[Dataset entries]
Segment Open

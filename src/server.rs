// src/server.rs
//
// HTTP and WebSocket surface. Handlers only read what the processing loop
// publishes; nothing here touches the camera or the classifier.

use crate::monitor::MonitorOutputs;
use crate::persistence::ReservationStore;
use crate::pipeline::MetricsSummary;
use crate::spots::SpotLayout;
use crate::types::{PlateEvent, Reservation, Snapshot, SpotRuntimeState};
use anyhow::{Context, Result};
use axum::{
    body::Body,
    extract::{
        ws::{Message, WebSocket, WebSocketUpgrade},
        Path, State,
    },
    http::{header, StatusCode},
    response::{IntoResponse, Response},
    routing::get,
    Json, Router,
};
use bytes::Bytes;
use futures::stream::SplitSink;
use futures::{SinkExt, StreamExt};
use std::convert::Infallible;
use std::future::Future;
use std::sync::Arc;
use std::time::Duration;
use tracing::{debug, info};

const MJPEG_BOUNDARY: &str = "frame";
const MJPEG_CONTENT_TYPE: &str = "multipart/x-mixed-replace; boundary=frame";

pub struct AppState {
    pub outputs: MonitorOutputs,
    pub layout: Arc<SpotLayout>,
    pub store: Arc<dyn ReservationStore>,
    pub stream_interval: Duration,
}

pub fn create_router(state: Arc<AppState>) -> Router {
    Router::new()
        .route("/parking", get(parking))
        .route("/parking/:spot", get(parking_spot))
        .route("/ws", get(ws_endpoint))
        .route("/video_feed", get(video_feed))
        .route("/plate_events", get(plate_events))
        .route("/api/reservations", get(reservations))
        .route("/api/metrics", get(metrics))
        .with_state(state)
}

pub async fn serve<F>(state: Arc<AppState>, addr: &str, shutdown: F) -> Result<()>
where
    F: Future<Output = ()> + Send + 'static,
{
    let listener = tokio::net::TcpListener::bind(addr)
        .await
        .with_context(|| format!("Failed to bind {}", addr))?;

    info!("🌐 HTTP server listening on http://{}", addr);

    axum::serve(listener, create_router(state))
        .with_graceful_shutdown(shutdown)
        .await
        .context("HTTP server failed")
}

async fn parking(State(state): State<Arc<AppState>>) -> Json<Snapshot> {
    Json(state.outputs.store.snapshot())
}

async fn parking_spot(
    State(state): State<Arc<AppState>>,
    Path(raw): Path<String>,
) -> Result<Json<SpotRuntimeState>, StatusCode> {
    let name = state
        .layout
        .resolve_spot_name(&raw)
        .ok_or(StatusCode::NOT_FOUND)?;
    state
        .outputs
        .store
        .get(name)
        .map(Json)
        .ok_or(StatusCode::NOT_FOUND)
}

async fn plate_events(State(state): State<Arc<AppState>>) -> Json<Vec<PlateEvent>> {
    Json(state.outputs.plate_events.recent())
}

async fn reservations(State(state): State<Arc<AppState>>) -> Json<Vec<Reservation>> {
    Json(
        state
            .outputs
            .reservations
            .refresh(state.store.as_ref())
            .await,
    )
}

async fn metrics(State(state): State<Arc<AppState>>) -> Json<MetricsSummary> {
    Json(state.outputs.metrics.summary())
}

// ============================================================================
// STREAMING
// ============================================================================

fn mjpeg_part(jpeg: &[u8]) -> Bytes {
    let head = format!(
        "--{}\r\nContent-Type: image/jpeg\r\nContent-Length: {}\r\n\r\n",
        MJPEG_BOUNDARY,
        jpeg.len()
    );
    let mut part = Vec::with_capacity(head.len() + jpeg.len() + 2);
    part.extend_from_slice(head.as_bytes());
    part.extend_from_slice(jpeg);
    part.extend_from_slice(b"\r\n");
    Bytes::from(part)
}

/// Re-serves the latest annotated frame at a fixed cadence until the client
/// goes away.
async fn video_feed(State(state): State<Arc<AppState>>) -> Response {
    let stream = futures::stream::unfold(state, |state| async move {
        loop {
            tokio::time::sleep(state.stream_interval).await;
            if let Some(frame) = state.outputs.frames.latest() {
                let part = mjpeg_part(&frame.jpeg);
                return Some((Ok::<_, Infallible>(part), state));
            }
        }
    });

    (
        [
            (header::CONTENT_TYPE, MJPEG_CONTENT_TYPE),
            (header::CACHE_CONTROL, "no-cache, no-store, must-revalidate"),
            (header::PRAGMA, "no-cache"),
            (header::EXPIRES, "0"),
        ],
        Body::from_stream(stream),
    )
        .into_response()
}

async fn ws_endpoint(State(state): State<Arc<AppState>>, ws: WebSocketUpgrade) -> Response {
    ws.on_upgrade(move |socket| ws_session(socket, state))
}

async fn send_snapshot(
    sender: &mut SplitSink<WebSocket, Message>,
    snapshot: &Snapshot,
) -> Result<()> {
    let text = serde_json::to_string(snapshot)?;
    sender.send(Message::Text(text)).await?;
    Ok(())
}

/// Current snapshot first, then every published one until either side
/// closes. A session the broadcaster dropped just ends.
async fn ws_session(socket: WebSocket, state: Arc<AppState>) {
    let (mut sender, mut receiver) = socket.split();
    let broadcaster = &state.outputs.broadcaster;
    let mut subscription = broadcaster.subscribe();
    debug!("WebSocket session {} opened", subscription.id);

    if send_snapshot(&mut sender, &state.outputs.store.snapshot())
        .await
        .is_ok()
    {
        loop {
            tokio::select! {
                next = subscription.rx.recv() => {
                    let Some(snapshot) = next else {
                        debug!("Session {} dropped by broadcaster", subscription.id);
                        break;
                    };
                    if let Err(e) = send_snapshot(&mut sender, &snapshot).await {
                        debug!("WebSocket send error: {:#}", e);
                        break;
                    }
                }
                incoming = receiver.next() => {
                    match incoming {
                        Some(Ok(Message::Close(_))) | None => break,
                        Some(Err(e)) => {
                            debug!("WebSocket receive error: {}", e);
                            break;
                        }
                        Some(Ok(_)) => {}
                    }
                }
            }
        }
    }

    broadcaster.unsubscribe(subscription.id);
    debug!("WebSocket session {} closed", subscription.id);
}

Segment Closed

# [Exercise description]
An exact copy of every record is required here.

# [Answer to the problem]
filename src/server.rs
// src/server.rs
//
// HTTP and WebSocket surface. Handlers only read what the processing loop
// publishes; nothing here touches the camera or the classifier.

use crate::monitor::MonitorOutputs;
use crate::persistence::ReservationStore;
use crate::pipeline::MetricsSummary;
use crate::spots::SpotLayout;
use crate::types::{PlateEvent, Reservation, Snapshot, SpotRuntimeState};
use anyhow::{Context, Result};
use axum::{
    body::Body,
    extract::{
        ws::{Message, WebSocket, WebSocketUpgrade},
        Path, State,
    },
    http::{header, StatusCode},
    response::{IntoResponse, Response},
    routing::get,
    Json, Router,
};
use bytes::Bytes;
use futures::stream::SplitSink;
use futures::{SinkExt, StreamExt};
use std::convert::Infallible;
use std::future::Future;
use std::sync::Arc;
use std::time::Duration;
use tracing::{debug, info};

const MJPEG_BOUNDARY: &str = "frame";
const MJPEG_CONTENT_TYPE: &str = "multipart/x-mixed-replace; boundary=frame";

pub struct AppState {
    pub outputs: MonitorOutputs,
    pub layout: Arc<SpotLayout>,
    pub store: Arc<dyn ReservationStore>,
    pub stream_interval: Duration,
}

pub fn create_router(state: Arc<AppState>) -> Router {
    Router::new()
        .route("/parking", get(parking))
        .route("/parking/:spot", get(parking_spot))
        .route("/ws", get(ws_endpoint))
        .route("/video_feed", get(video_feed))
        .route("/plate_events", get(plate_events))
        .route("/api/reservations", get(reservations))
        .route("/api/metrics", get(metrics))
        .with_state(state)
}

pub async fn serve<F>(state: Arc<AppState>, addr: &str, shutdown: F) -> Result<()>
where
    F: Future<Output = ()> + Send + 'static,
{
    let listener = tokio::net::TcpListener::bind(addr)
        .await
        .with_context(|| format!("Failed to bind {}", addr))?;

    info!("🌐 HTTP server listening on http://{}", addr);

    axum::serve(listener, create_router(state))
        .with_graceful_shutdown(shutdown)
        .await
        .context("HTTP server failed")
}

async fn parking(State(state): State<Arc<AppState>>) -> Json<Snapshot> {
    Json(state.outputs.store.snapshot())
}

async fn parking_spot(
    State(state): State<Arc<AppState>>,
    Path(raw): Path<String>,
) -> Result<Json<SpotRuntimeState>, StatusCode> {
    let name = state
        .layout
        .resolve_spot_name(&raw)
        .ok_or(StatusCode::NOT_FOUND)?;
    state
        .outputs
        .store
        .get(name)
        .map(Json)
        .ok_or(StatusCode::NOT_FOUND)
}

async fn plate_events(State(state): State<Arc<AppState>>) -> Json<Vec<PlateEvent>> {
    Json(state.outputs.plate_events.recent())
}

async fn reservations(State(state): State<Arc<AppState>>) -> Json<Vec<Reservation>> {
    Json(
        state
            .outputs
            .reservations
            .refresh(state.store.as_ref())
            .await,
    )
}

async fn metrics(State(state): State<Arc<AppState>>) -> Json<MetricsSummary> {
    Json(state.outputs.metrics.summary())
}

// ============================================================================
// STREAMING
// ============================================================================

fn mjpeg_part(jpeg: &[u8]) -> Bytes {
    let head = format!(
        "--{}\r\nContent-Type: image/jpeg\r\nContent-Length: {}\r\n\r\n",
        MJPEG_BOUNDARY,
        jpeg.len()
    );
    let mut part = Vec::with_capacity(head.len() + jpeg.len() + 2);
    part.extend_from_slice(head.as_bytes());
    part.extend_from_slice(jpeg);
    part.extend_from_slice(b"\r\n");
    Bytes::from(part)
}

/// Re-serves the latest annotated frame at a fixed cadence until the client
/// goes away.
async fn video_feed(State(state): State<Arc<AppState>>) -> Response {
    let stream = futures::stream::unfold(state, |state| async move {
        loop {
            tokio::time::sleep(state.stream_interval).await;
            if let Some(frame) = state.outputs.frames.latest() {
                let part = mjpeg_part(&frame.jpeg);
                return Some((Ok::<_, Infallible>(part), state));
            }
        }
    });

    (
        [
            (header::CONTENT_TYPE, MJPEG_CONTENT_TYPE),
            (header::CACHE_CONTROL, "no-cache, no-store, must-revalidate"),
            (header::PRAGMA, "no-cache"),
            (header::EXPIRES, "0"),
        ],
        Body::from_stream(stream),
    )
        .into_response()
}

async fn ws_endpoint(State(state): State<Arc<AppState>>, ws: WebSocketUpgrade) -> Response {
    ws.on_upgrade(move |socket| ws_session(socket, state))
}

async fn send_snapshot(
    sender: &mut SplitSink<WebSocket, Message>,
    snapshot: &Snapshot,
) -> Result<()> {
    let text = serde_json::to_string(snapshot)?;
    sender.send(Message::Text(text)).await?;
    Ok(())
}

/// Current snapshot first, then every published one until either side
/// closes. A session the broadcaster dropped just ends.
async fn ws_session(socket: WebSocket, state: Arc<AppState>) {
    let (mut sender, mut receiver) = socket.split();
    let broadcaster = &state.outputs.broadcaster;
    let mut subscription = broadcaster.subscribe();
    debug!("WebSocket session {} opened", subscription.id);

    if send_snapshot(&mut sender, &state.outputs.store.snapshot())
        .await
        .is_ok()
    {
        loop {
            tokio::select! {
                next = subscription.rx.recv() => {
                    let Some(snapshot) = next else {
                        debug!("Session {} dropped by broadcaster", subscription.id);
                        break;
                    };
                    if let Err(e) = send_snapshot(&mut sender, &snapshot).await {
                        debug!("WebSocket send error: {:#}", e);
                        break;
                    }
                }
                incoming = receiver.next() => {
                    match incoming {
                        Some(Ok(Message::Close(_))) | None => break,
                        Some(Err(e)) => {
                            debug!("WebSocket receive error: {}", e);
                            break;
                        }
                        Some(Ok(_)) => {}
                    }
                }
            }
        }
    }

    broadcaster.unsubscribe(subscription.id);
    debug!("WebSocket session {} closed", subscription.id);
}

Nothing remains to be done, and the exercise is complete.